Ah - didn't realise you didn't need to register just to read for some reason.

I'm not sure that Slacky isn't that bright - I just think he doesn't care how accurate what he knocks out is. He works for a paper that values the anti-immigration scare story, he knows that stories that don't fit that line are unlikely to end up in the paper so he tries as hard as he can to crowbar every story into that particular box.

The main question for me is - does he actually believe what he writes or is he deliberately making stuff up? The way he deliberately ignores opposing evidence - if he's not twisting it beyond recognition - and ignores disclaimers telling him that his interpretation is wrong before he even starts suggests the latter. But you never know.

I think you might be right. He could just be stupid.

Chris said...

You know, I've just pulled apart his article about One in 11 British Muslims backs suicide bombers, says Brown aide (it's in the thread I linked earlier).

In this article he not only proves the headline to be a lie, but the whole story is based on unproven wild speculation by one man - all of which Slack then presents as absolute fact.

His obsession with immigrants and portraying them in a bad light almost reads of xenophobia and his obsession with disproving his own headlines and contradicting one thing with another in the same article smacks of pretty much typical Mail journalism.
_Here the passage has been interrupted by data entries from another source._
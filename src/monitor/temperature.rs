//! Temperature tracking: running min/max, change reports and limits.

use serde::{Deserialize, Serialize};

use super::state::PersistentState;

/// Limits in Celsius; 0 disables a check.
#[derive(Debug, Clone, Copy, Default, PartialEq, Eq, Serialize, Deserialize)]
pub struct TempLimits {
    /// Report changes of at least this many degrees.
    pub diff: u8,
    pub info: u8,
    pub crit: u8,
}

impl TempLimits {
    pub fn enabled(&self) -> bool {
        self.diff != 0 || self.info != 0 || self.crit != 0
    }
}

/// Volatile part of the tracker; min/max live in the persisted state.
#[derive(Debug, Clone, Copy, Default, PartialEq, Eq)]
pub struct TempTracker {
    /// Last reported temperature, 0 before the first reading.
    pub last:      u8,
    /// Epoch seconds until which a new minimum is not accepted, 0 = none.
    pub min_delay: i64,
}

/// What one reading produced.
#[derive(Debug, Clone, PartialEq, Eq)]
pub enum TempReport {
    Initial { text: String },
    Changed { text: String },
    Info { text: String },
    Critical { text: String },
    /// Dropped far enough below the limits to clear a critical warning.
    Cleared { limit: u8 },
}

fn fmt_temp(t: u8) -> String {
    if t == 0 {
        "??".into()
    } else {
        t.to_string()
    }
}

/// Seconds after the first reading before a new minimum is accepted.
pub const MIN_TEMP_DELAY: i64 = 1800 - 60;

impl TempTracker {
    /// Hold off minimum updates for [`MIN_TEMP_DELAY`].
    pub fn delay_min(&mut self, now: i64) {
        self.min_delay = now + MIN_TEMP_DELAY;
    }

    /// Feed one reading. `None` means the temperature could not be read.
    pub fn update(
        &mut self,
        device: &str,
        current: Option<u8>,
        limits: &TempLimits,
        state: &mut PersistentState,
        now: i64,
    ) -> (Vec<TempReport>, bool) {
        let mut out = Vec::new();
        let mut dirty = false;
        let Some(cur) = current.filter(|t| (1..255).contains(t)) else {
            return (out, dirty);
        };

        let mut maxchg = "";
        if cur > state.temp_max {
            if state.temp_max != 0 {
                maxchg = "!";
            }
            state.temp_max = cur;
            dirty = true;
        }

        let mut minchg = "";
        if self.last == 0 {
            if state.temp_min == 0 || cur < state.temp_min {
                self.delay_min(now);
            }
            out.push(TempReport::Initial {
                text: format!(
                    "Device: {}, initial Temperature is {} Celsius (Min/Max {}/{}{})",
                    device,
                    cur,
                    fmt_temp(state.temp_min),
                    state.temp_max,
                    maxchg
                ),
            });
            self.last = cur;
        } else {
            if self.min_delay != 0
                && ((state.temp_min != 0 && cur > state.temp_min) || self.min_delay <= now)
            {
                self.min_delay = 0;
                if state.temp_min == 0 {
                    state.temp_min = 255;
                }
            }
            if self.min_delay == 0 && cur < state.temp_min {
                state.temp_min = cur;
                dirty = true;
                if cur != self.last {
                    minchg = "!";
                }
            }
            let delta = cur as i32 - self.last as i32;
            if limits.diff != 0
                && (!minchg.is_empty() || !maxchg.is_empty() || delta.unsigned_abs() >= limits.diff as u32)
            {
                out.push(TempReport::Changed {
                    text: format!(
                        "Device: {}, Temperature changed {:+} Celsius to {} Celsius (Min/Max {}{}/{}{})",
                        device,
                        delta,
                        cur,
                        fmt_temp(state.temp_min),
                        minchg,
                        state.temp_max,
                        maxchg
                    ),
                });
                self.last = cur;
            }
        }

        let minmax = format!("(Min/Max {}{}/{}{})", fmt_temp(state.temp_min), minchg, state.temp_max, maxchg);
        if limits.crit != 0 && cur >= limits.crit {
            out.push(TempReport::Critical {
                text: format!(
                    "Device: {}, Temperature {} Celsius reached critical limit of {} Celsius {}",
                    device, cur, limits.crit, minmax
                ),
            });
        } else if limits.info != 0 && cur >= limits.info {
            out.push(TempReport::Info {
                text: format!(
                    "Device: {}, Temperature {} Celsius reached limit of {} Celsius {}",
                    device, cur, limits.info, minmax
                ),
            });
        } else if limits.crit != 0 {
            let limit = if limits.info != 0 { limits.info } else { limits.crit.saturating_sub(5) };
            if cur < limit {
                out.push(TempReport::Cleared { limit });
            }
        }
        (out, dirty)
    }
}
I don't think he's literally stupid, I just think he knows he can write any old rubbish and Mail readers will follow it avidly.
At mailwatch we've proven more than once that some people don't read past the headline before they're banging away their comments.

Does he believe what he writes? You can't twist things and lie to the extent he does as often as he does and be oblivious about it. I think he knows full well he's talking rubbish.